DATA SUPPLIED START

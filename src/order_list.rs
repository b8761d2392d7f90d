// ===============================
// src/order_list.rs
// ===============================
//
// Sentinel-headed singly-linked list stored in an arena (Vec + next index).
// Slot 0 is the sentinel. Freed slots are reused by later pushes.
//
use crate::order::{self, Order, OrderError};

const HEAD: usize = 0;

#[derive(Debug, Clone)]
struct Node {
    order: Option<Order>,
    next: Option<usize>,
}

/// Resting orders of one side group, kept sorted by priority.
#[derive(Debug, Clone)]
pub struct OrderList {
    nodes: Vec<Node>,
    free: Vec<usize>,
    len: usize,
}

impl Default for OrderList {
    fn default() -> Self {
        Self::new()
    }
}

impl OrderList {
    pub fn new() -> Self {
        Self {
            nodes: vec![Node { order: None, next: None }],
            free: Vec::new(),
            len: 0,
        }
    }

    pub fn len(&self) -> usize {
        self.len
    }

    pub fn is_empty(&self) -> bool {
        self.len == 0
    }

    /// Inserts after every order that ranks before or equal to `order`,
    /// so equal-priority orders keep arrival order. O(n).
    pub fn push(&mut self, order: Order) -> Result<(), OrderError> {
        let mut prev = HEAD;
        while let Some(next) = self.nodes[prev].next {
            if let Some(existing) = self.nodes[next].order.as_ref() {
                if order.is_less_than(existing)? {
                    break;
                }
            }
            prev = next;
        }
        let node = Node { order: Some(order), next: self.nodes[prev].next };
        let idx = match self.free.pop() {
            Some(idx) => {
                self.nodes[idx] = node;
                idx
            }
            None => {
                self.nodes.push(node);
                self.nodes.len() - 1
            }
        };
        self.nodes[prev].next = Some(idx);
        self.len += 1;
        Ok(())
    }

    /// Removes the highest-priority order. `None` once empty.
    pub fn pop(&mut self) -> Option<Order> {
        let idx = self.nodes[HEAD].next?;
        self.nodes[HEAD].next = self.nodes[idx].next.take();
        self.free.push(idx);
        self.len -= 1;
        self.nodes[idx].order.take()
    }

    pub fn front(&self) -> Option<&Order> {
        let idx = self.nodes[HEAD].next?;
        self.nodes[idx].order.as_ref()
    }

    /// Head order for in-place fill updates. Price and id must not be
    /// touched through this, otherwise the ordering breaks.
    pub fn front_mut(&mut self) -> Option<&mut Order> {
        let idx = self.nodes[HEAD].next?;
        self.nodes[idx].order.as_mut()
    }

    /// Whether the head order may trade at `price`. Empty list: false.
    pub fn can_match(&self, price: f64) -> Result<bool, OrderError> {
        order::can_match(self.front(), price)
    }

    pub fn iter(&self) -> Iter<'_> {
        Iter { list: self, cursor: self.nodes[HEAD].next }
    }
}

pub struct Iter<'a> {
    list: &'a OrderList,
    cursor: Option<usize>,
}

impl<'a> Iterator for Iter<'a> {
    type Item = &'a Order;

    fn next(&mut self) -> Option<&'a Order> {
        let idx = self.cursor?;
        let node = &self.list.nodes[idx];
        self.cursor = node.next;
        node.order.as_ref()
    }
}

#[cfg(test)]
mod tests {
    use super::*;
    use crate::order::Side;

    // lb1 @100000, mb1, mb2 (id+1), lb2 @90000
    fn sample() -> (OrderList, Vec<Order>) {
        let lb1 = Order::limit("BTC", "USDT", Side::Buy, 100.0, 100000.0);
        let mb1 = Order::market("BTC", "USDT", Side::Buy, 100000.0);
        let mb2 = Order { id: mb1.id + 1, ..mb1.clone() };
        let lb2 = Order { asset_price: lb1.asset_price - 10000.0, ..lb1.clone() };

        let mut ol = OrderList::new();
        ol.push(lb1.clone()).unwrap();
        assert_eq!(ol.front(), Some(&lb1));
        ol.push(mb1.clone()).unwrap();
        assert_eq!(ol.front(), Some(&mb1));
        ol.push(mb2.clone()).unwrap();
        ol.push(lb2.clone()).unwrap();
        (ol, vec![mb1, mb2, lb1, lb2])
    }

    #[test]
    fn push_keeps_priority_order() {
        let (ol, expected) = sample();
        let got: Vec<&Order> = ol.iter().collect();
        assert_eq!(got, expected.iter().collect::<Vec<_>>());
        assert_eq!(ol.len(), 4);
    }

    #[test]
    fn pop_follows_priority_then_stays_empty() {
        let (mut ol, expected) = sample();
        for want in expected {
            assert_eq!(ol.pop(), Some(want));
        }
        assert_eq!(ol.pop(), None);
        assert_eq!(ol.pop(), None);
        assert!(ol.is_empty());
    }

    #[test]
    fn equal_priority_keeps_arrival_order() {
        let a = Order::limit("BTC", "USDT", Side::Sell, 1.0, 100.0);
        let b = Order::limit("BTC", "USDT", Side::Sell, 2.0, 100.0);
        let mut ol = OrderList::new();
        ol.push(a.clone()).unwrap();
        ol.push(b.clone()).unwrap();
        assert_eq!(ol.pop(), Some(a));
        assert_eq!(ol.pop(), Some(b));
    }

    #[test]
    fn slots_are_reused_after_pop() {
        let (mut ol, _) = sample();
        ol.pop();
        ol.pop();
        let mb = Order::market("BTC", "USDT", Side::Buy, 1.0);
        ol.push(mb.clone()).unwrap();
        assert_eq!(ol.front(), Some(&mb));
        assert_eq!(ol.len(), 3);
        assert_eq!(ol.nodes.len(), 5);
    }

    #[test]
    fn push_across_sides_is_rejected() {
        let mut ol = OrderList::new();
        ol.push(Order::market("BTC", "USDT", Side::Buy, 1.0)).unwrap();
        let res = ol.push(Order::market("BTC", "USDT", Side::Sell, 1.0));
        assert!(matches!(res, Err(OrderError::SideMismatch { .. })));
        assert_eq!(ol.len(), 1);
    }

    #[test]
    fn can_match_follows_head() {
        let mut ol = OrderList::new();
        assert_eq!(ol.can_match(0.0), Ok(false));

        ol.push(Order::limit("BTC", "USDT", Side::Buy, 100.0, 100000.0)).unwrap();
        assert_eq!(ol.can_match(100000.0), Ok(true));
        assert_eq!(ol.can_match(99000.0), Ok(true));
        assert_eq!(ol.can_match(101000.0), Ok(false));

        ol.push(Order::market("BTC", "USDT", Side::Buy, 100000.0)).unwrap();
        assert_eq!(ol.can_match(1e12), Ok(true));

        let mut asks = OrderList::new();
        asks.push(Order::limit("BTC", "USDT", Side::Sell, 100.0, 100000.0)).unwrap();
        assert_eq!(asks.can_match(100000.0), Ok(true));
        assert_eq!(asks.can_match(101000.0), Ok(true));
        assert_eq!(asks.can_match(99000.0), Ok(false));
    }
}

DATA SUPPLIED END

◆ **WHAT NEEDS TO BE DONE**
Copy every line from the records above that contains the string "true".

◆ **EXERCISE SOLUTION**
        assert_eq!(ol.can_match(100000.0), Ok(true));
        assert_eq!(ol.can_match(99000.0), Ok(true));
        assert_eq!(ol.can_match(1e12), Ok(true));
        assert_eq!(asks.can_match(100000.0), Ok(true));
        assert_eq!(asks.can_match(101000.0), Ok(true));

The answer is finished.